Titsworth v. Mullin, 415 F. App’x 28 (10th Cir. 2011). Titsworth was convicted in 2004

of possession of cocaine and larceny of merchandise. Due to his criminal history,

Titsworth was sentenced to seventeen years’ imprisonment on the drug offense and, after

post-conviction modification by the Oklahoma Court of Criminal Appeals (OCCA), one

year’s imprisonment on the larceny offense. Titsworth filed a habeas petition in the

United States District Court for the Eastern District of Oklahoma, raising the following

claims: (i) excessive and illegal sentences and/or insufficiency of the evidence; (ii)
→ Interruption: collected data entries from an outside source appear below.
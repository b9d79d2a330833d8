use eden_shared::SECTIONS;
use web_sys::HtmlInputElement;
use yew::{events::InputEvent, prelude::*};
use yew_router::prelude::*;

use crate::{
    components::ticker::NewsTicker,
    config::{self, MOBILE_BREAKPOINT_PX, SITE_NAME},
    i18n::{current::header as t, fill_one},
    modal_context::{use_modal, ModalAction},
    models::use_catalog,
    router::Route,
    utils,
};

#[function_component(Header)]
pub fn header() -> Html {
    let catalog = use_catalog();
    let modal = use_modal();
    let menu_open = use_state(|| false);
    let search_query = use_state(String::new);

    let toggle_menu = {
        let menu_open = menu_open.clone();
        Callback::from(move |_: MouseEvent| menu_open.set(!*menu_open))
    };

    // Nav links collapse the mobile menu after navigating.
    let on_nav_click = {
        let menu_open = menu_open.clone();
        Callback::from(move |_: MouseEvent| {
            if utils::viewport_width() <= MOBILE_BREAKPOINT_PX {
                menu_open.set(false);
            }
        })
    };

    let on_search_input = {
        let search_query = search_query.clone();
        Callback::from(move |event: InputEvent| {
            if let Some(target) = event.target_dyn_into::<HtmlInputElement>() {
                search_query.set(target.value());
            }
        })
    };

    let run_search = {
        let search_query = search_query.clone();
        Callback::from(move |_: ()| {
            let query = search_query.trim();
            if query.is_empty() {
                utils::alert(t::SEARCH_EMPTY);
                return;
            }
            let results = catalog.search(query);
            if results.is_empty() {
                utils::alert(&fill_one(t::SEARCH_NO_RESULTS_TEMPLATE, query));
                return;
            }
            if let Some(modal) = modal.as_ref() {
                modal.dispatch(ModalAction::ShowSearchResults {
                    query: query.to_string(),
                    results,
                });
            }
        })
    };

    let on_search_click = {
        let run_search = run_search.clone();
        Callback::from(move |_: MouseEvent| run_search.emit(()))
    };

    let on_search_keypress = Callback::from(move |e: KeyboardEvent| {
        if e.key() == "Enter" {
            e.prevent_default();
            run_search.emit(());
        }
    });

    let logo_src = config::asset_path("images/logo.png");

    html! {
        <header class="site-header">
            <div class="header-top">
                <Link<Route> to={Route::Home} classes="logo">
                    <img src={logo_src} alt={SITE_NAME} />
                    <div class="logo-text">
                        <span class="logo-title">{ SITE_NAME }</span>
                        <span class="logo-tagline">{ t::TAGLINE }</span>
                    </div>
                </Link<Route>>

                <div class="search-box">
                    <input
                        type="text"
                        placeholder={t::SEARCH_PLACEHOLDER}
                        value={(*search_query).clone()}
                        oninput={on_search_input}
                        onkeypress={on_search_keypress}
                    />
                    <button type="button" class="search-btn" onclick={on_search_click}>
                        { t::SEARCH_BUTTON }
                    </button>
                </div>

                <button
                    type="button"
                    class={classes!("hamburger", (*menu_open).then_some("active"))}
                    aria-label={t::OPEN_MENU_ARIA}
                    aria-expanded={(*menu_open).to_string()}
                    onclick={toggle_menu}
                >
                    <span></span>
                    <span></span>
                    <span></span>
                </button>
            </div>

            <nav
                class={classes!("main-nav", (*menu_open).then_some("active"))}
                aria-label={t::NAV_MAIN_ARIA}
            >
                <ul>
                    <li onclick={on_nav_click.clone()}>
                        <Link<Route> to={Route::Home}>{ t::NAV_HOME }</Link<Route>>
                    </li>
                    { for SECTIONS.iter().map(|section| html! {
                        <li key={section.slug} onclick={on_nav_click.clone()}>
                            <Link<Route> to={Route::Section { slug: section.slug.to_string() }}>
                                { section.title }
                            </Link<Route>>
                        </li>
                    }) }
                </ul>
            </nav>

            <NewsTicker />
        </header>
    }
}
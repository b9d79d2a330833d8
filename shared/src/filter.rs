//! Category filter shared by every section page.
//!
//! A section renders one control per [`CategoryToken`]; clicking a control
//! makes it the single active one and keeps only the cards whose token
//! matches (or all of them for the wildcard).

use crate::{article::ArticleListItem, category::CategoryToken};

static WILDCARD: CategoryToken = CategoryToken::All;

/// Anything that can be shown or hidden by a category filter.
pub trait Categorized {
    /// The item's own `data-category` value, if any.
    fn category_token(&self) -> Option<&str>;
}

impl Categorized for ArticleListItem {
    fn category_token(&self) -> Option<&str> {
        let token = self.category_token.as_str();
        (!token.is_empty()).then_some(token)
    }
}

impl<T: Categorized + ?Sized> Categorized for &T {
    fn category_token(&self) -> Option<&str> {
        (**self).category_token()
    }
}

/// The controls of one filter bar and which of them is active.
#[derive(Debug, Clone, PartialEq, Eq)]
pub struct CategoryFilter {
    controls: Vec<CategoryToken>,
    active: usize,
}

impl CategoryFilter {
    /// Start with the wildcard control active, or the first control when
    /// there is no wildcard.
    pub fn new(controls: Vec<CategoryToken>) -> Self {
        let active = controls.iter().position(CategoryToken::is_all).unwrap_or(0);
        Self {
            controls,
            active,
        }
    }

    /// Filter bar for a set of cards: `all` followed by every distinct card
    /// token in order of first appearance.
    pub fn for_items<T: Categorized>(items: &[T]) -> Self {
        Self::new(controls_for(items))
    }

    /// Controls in display order.
    pub fn controls(&self) -> &[CategoryToken] {
        &self.controls
    }

    /// Index of the active control.
    pub fn active_index(&self) -> usize {
        self.active
    }

    /// Token of the active control; the wildcard when there are no controls.
    pub fn active(&self) -> &CategoryToken {
        self.controls.get(self.active).unwrap_or(&WILDCARD)
    }

    /// Whether the control at `index` carries the active marker.
    pub fn is_active(&self, index: usize) -> bool {
        index == self.active && index < self.controls.len()
    }

    /// Handle a click on the control at `index`. Out-of-range clicks change
    /// nothing and return `None`.
    pub fn select(&mut self, index: usize) -> Option<&CategoryToken> {
        let token = self.controls.get(index)?;
        self.active = index;
        tracing::debug!(category = %token, "category filter selected");
        Some(token)
    }

    /// Visibility of each item under the active control.
    pub fn visibility<T: Categorized>(&self, items: &[T]) -> Vec<bool> {
        let active = self.active();
        items.iter().map(|item| active.matches(item.category_token())).collect()
    }
}

/// `all` followed by the distinct tokens of `items` in first-seen order.
pub fn controls_for<T: Categorized>(items: &[T]) -> Vec<CategoryToken> {
    let mut controls = vec![CategoryToken::All];
    let tokens = items
        .iter()
        .filter_map(|item| item.category_token())
        .filter_map(CategoryToken::parse);
    for token in tokens {
        if !controls.contains(&token) {
            controls.push(token);
        }
    }
    controls
}

#[cfg(test)]
mod tests {
    use super::*;

    #[derive(Debug, Clone, PartialEq)]
    struct Card(Option<&'static str>);

    impl Categorized for Card {
        fn category_token(&self) -> Option<&str> {
            self.0
        }
    }

    fn cards() -> Vec<Card> {
        vec![
            Card(Some("politics")),
            Card(Some("economy")),
            Card(None),
            Card(Some("politics")),
            Card(Some("sports")),
        ]
    }

    #[test]
    fn controls_are_deduplicated_in_order() {
        let filter = CategoryFilter::for_items(&cards());
        let labels: Vec<_> = filter.controls().iter().map(CategoryToken::as_str).collect();
        assert_eq!(labels, ["all", "politics", "economy", "sports"]);
        assert_eq!(filter.active_index(), 0);
    }

    #[test]
    fn every_selection_shows_exactly_the_matching_cards() {
        let items = cards();
        let mut filter = CategoryFilter::for_items(&items);
        for index in 0..filter.controls().len() {
            let token = filter.select(index).cloned().unwrap();
            let visible = filter.visibility(&items);
            for (card, shown) in items.iter().zip(&visible) {
                let expected = token.is_all() || card.0 == Some(token.as_str());
                assert_eq!(*shown, expected, "token {token}, card {card:?}");
            }
            let active: Vec<_> =
                (0..filter.controls().len()).filter(|&i| filter.is_active(i)).collect();
            assert_eq!(active, [index]);
        }
    }

    #[test]
    fn untagged_card_only_visible_under_all() {
        let items = cards();
        let mut filter = CategoryFilter::for_items(&items);
        assert!(filter.visibility(&items)[2]);
        filter.select(2);
        assert_eq!(filter.active().as_str(), "economy");
        assert_eq!(filter.visibility(&items), [false, true, false, false, false]);
    }

    #[test]
    fn out_of_range_click_is_ignored() {
        let mut filter = CategoryFilter::for_items(&cards());
        filter.select(1);
        assert!(filter.select(42).is_none());
        assert_eq!(filter.active_index(), 1);
    }

    #[test]
    fn card_labels_become_slug_controls() {
        let items = [Card(Some("Editor's Choice")), Card(Some("editor-s-choice")), Card(Some("ALL"))];
        let filter = CategoryFilter::for_items(&items);
        let labels: Vec<_> = filter.controls().iter().map(CategoryToken::as_str).collect();
        assert_eq!(labels, ["all", "editor-s-choice"]);
        let mut filter = filter;
        filter.select(1);
        assert_eq!(filter.visibility(&items), [true, true, false]);
    }

    #[test]
    fn first_control_active_without_wildcard() {
        let filter = CategoryFilter::new(vec![
            CategoryToken::Named("asia".to_string()),
            CategoryToken::Named("europe".to_string()),
        ]);
        assert_eq!(filter.active().as_str(), "asia");
    }
}
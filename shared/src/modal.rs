//! Article modal state machine: `Closed -> Open -> Closed`.
//!
//! While open the page behind it must not scroll; [`ModalState::scroll_locked`]
//! is what the frontend mirrors onto `body.style.overflow`.

use crate::{
    article::{Article, ArticleListItem},
    catalog::ArticleDatabase,
    category,
};

/// Ways the reader can dismiss the modal.
#[derive(Debug, Clone, Copy, PartialEq, Eq)]
pub enum CloseTrigger {
    /// The `×` control.
    CloseButton,
    /// A click on the backdrop outside the content box.
    OutsideClick,
    /// The Escape key.
    Escape,
}

/// Where a click on the open modal landed.
#[derive(Debug, Clone, Copy, PartialEq, Eq)]
pub enum ClickRegion {
    /// The overlay around the content box.
    Backdrop,
    /// Anywhere inside the content box.
    Content,
}

impl ClickRegion {
    /// Classify a click by whether its target is the overlay element itself.
    pub fn of_target(target_is_overlay: bool) -> Self {
        if target_is_overlay {
            Self::Backdrop
        } else {
            Self::Content
        }
    }
}

/// Values written into the fixed modal slots.
#[derive(Debug, Clone, PartialEq, Eq)]
pub struct ArticleSlots {
    /// Article id, absent for fallback content.
    pub id: Option<String>,
    /// `modalImage` source.
    pub image: String,
    /// `modalCategory` text.
    pub category: String,
    /// `modalTitle` text.
    pub title: String,
    /// `modalAuthor` text, without the "By" prefix.
    pub author: Option<String>,
    /// `modalDate` text.
    pub date: String,
    /// `modalContent` HTML.
    pub body: String,
}

impl From<&Article> for ArticleSlots {
    fn from(article: &Article) -> Self {
        Self {
            id: Some(article.id.clone()),
            image: article.image_url().to_string(),
            category: article.category.clone(),
            title: article.title.clone(),
            author: Some(article.author.clone()),
            date: article.date.clone(),
            body: article.content.clone(),
        }
    }
}

/// What a card (or ticker item) shows about itself, used when the modal is
/// opened from the card rather than from a catalog id.
#[derive(Debug, Clone, Default, PartialEq, Eq)]
pub struct CardSnapshot {
    /// Image source on the card.
    pub image: Option<String>,
    /// Category label on the card.
    pub category: String,
    /// Headline on the card.
    pub title: String,
    /// Meta line on the card (date or byline).
    pub meta: String,
}

/// Current modal contents.
#[derive(Debug, Clone, PartialEq, Eq)]
pub enum ModalView {
    /// A single article.
    Article(ArticleSlots),
    /// Header search results.
    SearchResults {
        /// Query as typed.
        query: String,
        /// Matching articles.
        results: Vec<ArticleListItem>,
    },
}

/// Open/closed state of the shared modal.
#[derive(Debug, Clone, Default, PartialEq, Eq)]
pub struct ModalState {
    view: Option<ModalView>,
}

impl ModalState {
    /// A closed modal.
    pub fn closed() -> Self {
        Self::default()
    }

    /// Open the article `id`. Unknown ids leave the state untouched.
    pub fn open(&mut self, db: &ArticleDatabase, id: &str) -> bool {
        match db.get(id) {
            Some(article) => {
                tracing::debug!(id, "modal opened");
                self.view = Some(ModalView::Article(ArticleSlots::from(article)));
                true
            },
            None => false,
        }
    }

    /// Open from a card. A catalog record with the same headline supplies the
    /// body; otherwise the card's own fields are shown over generic text.
    pub fn open_with_fallback(&mut self, db: &ArticleDatabase, snapshot: &CardSnapshot) {
        let slots = match db.find_by_title(&snapshot.title) {
            Some(article) => ArticleSlots::from(article),
            None => ArticleSlots {
                id: None,
                image: snapshot
                    .image
                    .clone()
                    .unwrap_or_else(|| category::default_image(&snapshot.category).to_string()),
                category: snapshot.category.clone(),
                title: snapshot.title.clone(),
                author: None,
                date: snapshot.meta.clone(),
                body: fallback_content(&snapshot.category),
            },
        };
        tracing::debug!(title = %slots.title, fallback = slots.id.is_none(), "modal opened");
        self.view = Some(ModalView::Article(slots));
    }

    /// Show search results. An empty result list keeps the modal as it was
    /// and returns `false` so the caller can tell the reader.
    pub fn show_search_results(&mut self, query: &str, results: Vec<ArticleListItem>) -> bool {
        if results.is_empty() {
            return false;
        }
        self.view = Some(ModalView::SearchResults {
            query: query.trim().to_string(),
            results,
        });
        true
    }

    /// Apply a close trigger. Returns whether the modal was open.
    pub fn close(&mut self, trigger: CloseTrigger) -> bool {
        let was_open = self.view.take().is_some();
        if was_open {
            tracing::debug!(?trigger, "modal closed");
        }
        was_open
    }

    /// Handle a click on the overlay. Only a backdrop click closes; clicks
    /// inside the content box leave the modal as it is.
    pub fn click(&mut self, region: ClickRegion) -> bool {
        match region {
            ClickRegion::Backdrop => self.close(CloseTrigger::OutsideClick),
            ClickRegion::Content => false,
        }
    }

    /// Whether the modal is visible.
    pub fn is_open(&self) -> bool {
        self.view.is_some()
    }

    /// Whether background scrolling must be suspended.
    pub fn scroll_locked(&self) -> bool {
        self.is_open()
    }

    /// Current contents, `None` while closed.
    pub fn view(&self) -> Option<&ModalView> {
        self.view.as_ref()
    }
}

/// Generic body for articles that have no stored text.
pub fn fallback_content(category: &str) -> String {
    let topic = category.trim().to_lowercase();
    format!(
        r#"<p>This comprehensive article explores the latest developments in {topic} and their impact on our community. Our detailed coverage provides in-depth analysis and insights into this important topic.</p>
<h3>Background and Context</h3>
<p>The current situation represents a significant development that affects various aspects of our society. Understanding the full scope of this issue requires examining multiple perspectives and considering long-term implications.</p>
<h3>Key Developments</h3>
<p>Recent events have brought this topic to the forefront of public discussion. Stakeholders from various sectors are actively engaged in addressing the challenges and opportunities presented by these changes.</p>
<h3>Community Impact</h3>
<p>The implications for our local community are substantial and multifaceted. From economic considerations to social dynamics, these developments will shape our future in meaningful ways.</p>
<h3>Looking Ahead</h3>
<p>As we move forward, continued monitoring and adaptive strategies will be essential. The coming months will be crucial in determining the ultimate trajectory of these important developments.</p>
<p><em>For more detailed coverage and updates, stay tuned to EDEN Newspaper.</em></p>"#
    )
}

#[cfg(test)]
mod tests {
    use super::*;

    fn db() -> ArticleDatabase {
        ArticleDatabase::from_articles(vec![Article {
            id: "interview-1".to_string(),
            category: "INTERVIEW".to_string(),
            title: "A Conversation with the Mayor of Buea".to_string(),
            author: "Grace Ekwe".to_string(),
            date: "December 20, 2025".to_string(),
            content: "<p>Q&amp;A</p>".to_string(),
            section: None,
            summary: None,
            image: None,
        }])
        .unwrap()
    }

    #[test]
    fn known_id_populates_every_slot() {
        let mut modal = ModalState::closed();
        assert!(modal.open(&db(), "interview-1"));
        assert!(modal.is_open());
        assert!(modal.scroll_locked());
        let Some(ModalView::Article(slots)) = modal.view() else {
            panic!("expected article view");
        };
        assert_eq!(slots.id.as_deref(), Some("interview-1"));
        assert_eq!(slots.category, "INTERVIEW");
        assert_eq!(slots.title, "A Conversation with the Mayor of Buea");
        assert_eq!(slots.author.as_deref(), Some("Grace Ekwe"));
        assert_eq!(slots.date, "December 20, 2025");
        assert_eq!(slots.body, "<p>Q&amp;A</p>");
        assert_eq!(slots.image, category::default_image("INTERVIEW"));
    }

    #[test]
    fn unknown_id_stays_closed() {
        let mut modal = ModalState::closed();
        assert!(!modal.open(&db(), "interview-99"));
        assert!(!modal.is_open());
        assert!(!modal.scroll_locked());
    }

    #[test]
    fn every_trigger_closes_and_unlocks_scroll() {
        for trigger in [CloseTrigger::CloseButton, CloseTrigger::OutsideClick, CloseTrigger::Escape] {
            let mut modal = ModalState::closed();
            modal.open(&db(), "interview-1");
            assert!(modal.close(trigger));
            assert!(!modal.is_open());
            assert!(!modal.scroll_locked());
            assert!(!modal.close(trigger));
        }
    }

    #[test]
    fn backdrop_click_closes_but_content_click_does_not() {
        let mut modal = ModalState::closed();
        modal.open(&db(), "interview-1");

        assert!(!modal.click(ClickRegion::of_target(false)));
        assert!(modal.is_open());
        assert!(modal.scroll_locked());

        assert!(modal.click(ClickRegion::of_target(true)));
        assert!(!modal.is_open());
        assert!(!modal.scroll_locked());

        assert!(!modal.click(ClickRegion::Backdrop));
    }

    #[test]
    fn snapshot_without_record_gets_fallback_text() {
        let mut modal = ModalState::closed();
        modal.open_with_fallback(
            &db(),
            &CardSnapshot {
                image: None,
                category: "SPORTS".to_string(),
                title: "Lions Win Derby".to_string(),
                meta: "Breaking this hour".to_string(),
            },
        );
        let Some(ModalView::Article(slots)) = modal.view() else {
            panic!("expected article view");
        };
        assert!(slots.id.is_none());
        assert_eq!(slots.date, "Breaking this hour");
        assert!(slots.body.contains("latest developments in sports"));
        assert_eq!(slots.image, category::default_image("SPORTS"));
    }

    #[test]
    fn snapshot_with_matching_title_uses_record() {
        let mut modal = ModalState::closed();
        modal.open_with_fallback(
            &db(),
            &CardSnapshot {
                title: " A Conversation with the Mayor of Buea ".to_string(),
                ..CardSnapshot::default()
            },
        );
        let Some(ModalView::Article(slots)) = modal.view() else {
            panic!("expected article view");
        };
        assert_eq!(slots.id.as_deref(), Some("interview-1"));
    }

    #[test]
    fn empty_search_keeps_modal_closed() {
        let mut modal = ModalState::closed();
        assert!(!modal.show_search_results("volcano", Vec::new()));
        assert!(!modal.is_open());

        let hits = db().search("mayor");
        assert!(modal.show_search_results(" mayor ", hits));
        assert!(matches!(
            modal.view(),
            Some(ModalView::SearchResults { query, results }) if query == "mayor" && results.len() == 1
        ));
    }
}
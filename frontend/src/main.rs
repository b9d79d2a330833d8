//! EDEN Newspaper single-page frontend.

mod components;
mod config;
pub mod hooks;
mod i18n;
mod modal_context;
mod models;
mod pages;
mod router;
mod utils;

use std::rc::Rc;

use yew::prelude::*;

use crate::{models::CatalogContext, modal_context::ModalProvider};

#[function_component(App)]
fn app() -> Html {
    let catalog: CatalogContext = use_memo((), |_| models::load_catalog());

    html! {
        <ContextProvider<CatalogContext> context={catalog.clone()}>
            <ModalProvider catalog={Rc::clone(&catalog)}>
                <router::AppRouter />
            </ModalProvider>
        </ContextProvider<CatalogContext>>
    }
}

fn main() {
    yew::Renderer::<App>::new().render();
}
use yew::prelude::*;
use yew_router::prelude::*;

use crate::{i18n::current::not_found as t, router::Route};

#[function_component(NotFoundPage)]
pub fn not_found_page() -> Html {
    html! {
        <main class="not-found">
            <h2>{ t::TITLE }</h2>
            <p>{ t::BODY }</p>
            <Link<Route> to={Route::Home}>{ t::BACK_HOME }</Link<Route>>
        </main>
    }
}
pub mod home;
pub mod not_found;
pub mod section;
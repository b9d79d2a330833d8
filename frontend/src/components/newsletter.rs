use eden_shared::{subscribe, SubscribeOutcome};
use web_sys::HtmlInputElement;
use yew::{events::InputEvent, prelude::*};

use crate::i18n::current::newsletter as t;

#[derive(Properties, PartialEq)]
pub struct NewsletterProps {
    /// Confirmation text of the current section.
    pub thanks: AttrValue,
}

#[function_component(Newsletter)]
pub fn newsletter(props: &NewsletterProps) -> Html {
    let email = use_state(String::new);
    let outcome = use_state(|| None::<SubscribeOutcome>);

    let oninput = {
        let email = email.clone();
        Callback::from(move |event: InputEvent| {
            if let Some(target) = event.target_dyn_into::<HtmlInputElement>() {
                email.set(target.value());
            }
        })
    };

    let submit = {
        let email = email.clone();
        let outcome = outcome.clone();
        let thanks = props.thanks.clone();
        Callback::from(move |_: ()| {
            let result = subscribe(&email, &thanks);
            if result.clears_input() {
                email.set(String::new());
            }
            outcome.set(Some(result));
        })
    };

    let onclick = {
        let submit = submit.clone();
        Callback::from(move |_: MouseEvent| submit.emit(()))
    };

    let onkeypress = Callback::from(move |e: KeyboardEvent| {
        if e.key() == "Enter" {
            e.prevent_default();
            submit.emit(());
        }
    });

    html! {
        <section class="newsletter sidebar-section">
            <h3>{ t::TITLE }</h3>
            <p>{ t::DESCRIPTION }</p>
            <input
                type="email"
                placeholder={t::PLACEHOLDER}
                value={(*email).clone()}
                {oninput}
                {onkeypress}
            />
            <button type="button" {onclick}>{ t::SUBMIT }</button>
            {
                match outcome.as_ref() {
                    Some(result) => {
                        let class = match result {
                            SubscribeOutcome::Subscribed { .. } => "newsletter-message success",
                            SubscribeOutcome::Rejected { .. } => "newsletter-message error",
                        };
                        html! { <p {class} role="status">{ result.message() }</p> }
                    },
                    None => html! {},
                }
            }
        </section>
    }
}
use eden_shared::sections;
use yew::prelude::*;

use crate::{
    components::{newsletter::Newsletter, section_feed::SectionFeed},
    hooks::use_scroll_to_top,
    models::use_catalog,
    pages::not_found::NotFoundPage,
};

#[derive(Properties, Clone, PartialEq)]
pub struct SectionPageProps {
    pub slug: String,
}

#[function_component(SectionPage)]
pub fn section_page(props: &SectionPageProps) -> Html {
    use_scroll_to_top();
    let catalog = use_catalog();
    let config = sections::find(&props.slug);

    let cards = use_memo((catalog, config.map(|c| c.slug)), |(catalog, slug)| {
        slug.map(|slug| catalog.cards_for_section(slug)).unwrap_or_default()
    });

    let Some(config) = config else {
        return html! { <NotFoundPage /> };
    };

    html! {
        <main class={classes!("section-page", format!("section-{}", config.slug))}>
            <section class="page-hero">
                <h1>{ config.title }</h1>
                <p>{ config.tagline }</p>
            </section>
            <div class="page-layout">
                // Keyed so switching sections starts from a fresh filter and pager.
                <SectionFeed key={config.slug} config={*config} cards={cards.clone()} />
                <aside class="sidebar">
                    <Newsletter thanks={config.newsletter_thanks} />
                </aside>
            </div>
        </main>
    }
}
ineffective assistance of trial and appellate counsel; (iii) improper enhancement of his

drug possession sentence; (iv) illegal warrantless arrest; (v) improper jury instructions

during the punishment phase of his trial; (vi) denial of the right to have the jury that

convicted him set his punishment; (vii) divergence between the jury’s verdict and the

one-year sentence imposed by the OCCA; and (viii) denial of the right to examine

evidence. See ROA, Vol. 1 at 589-90, 604. The district court denied claims (i) - (iii) on

the merits, denied claims (iv) - (viii) because they were unexhausted and procedurally

barred, and denied a COA. This court denied Titsworth’s application for a COA.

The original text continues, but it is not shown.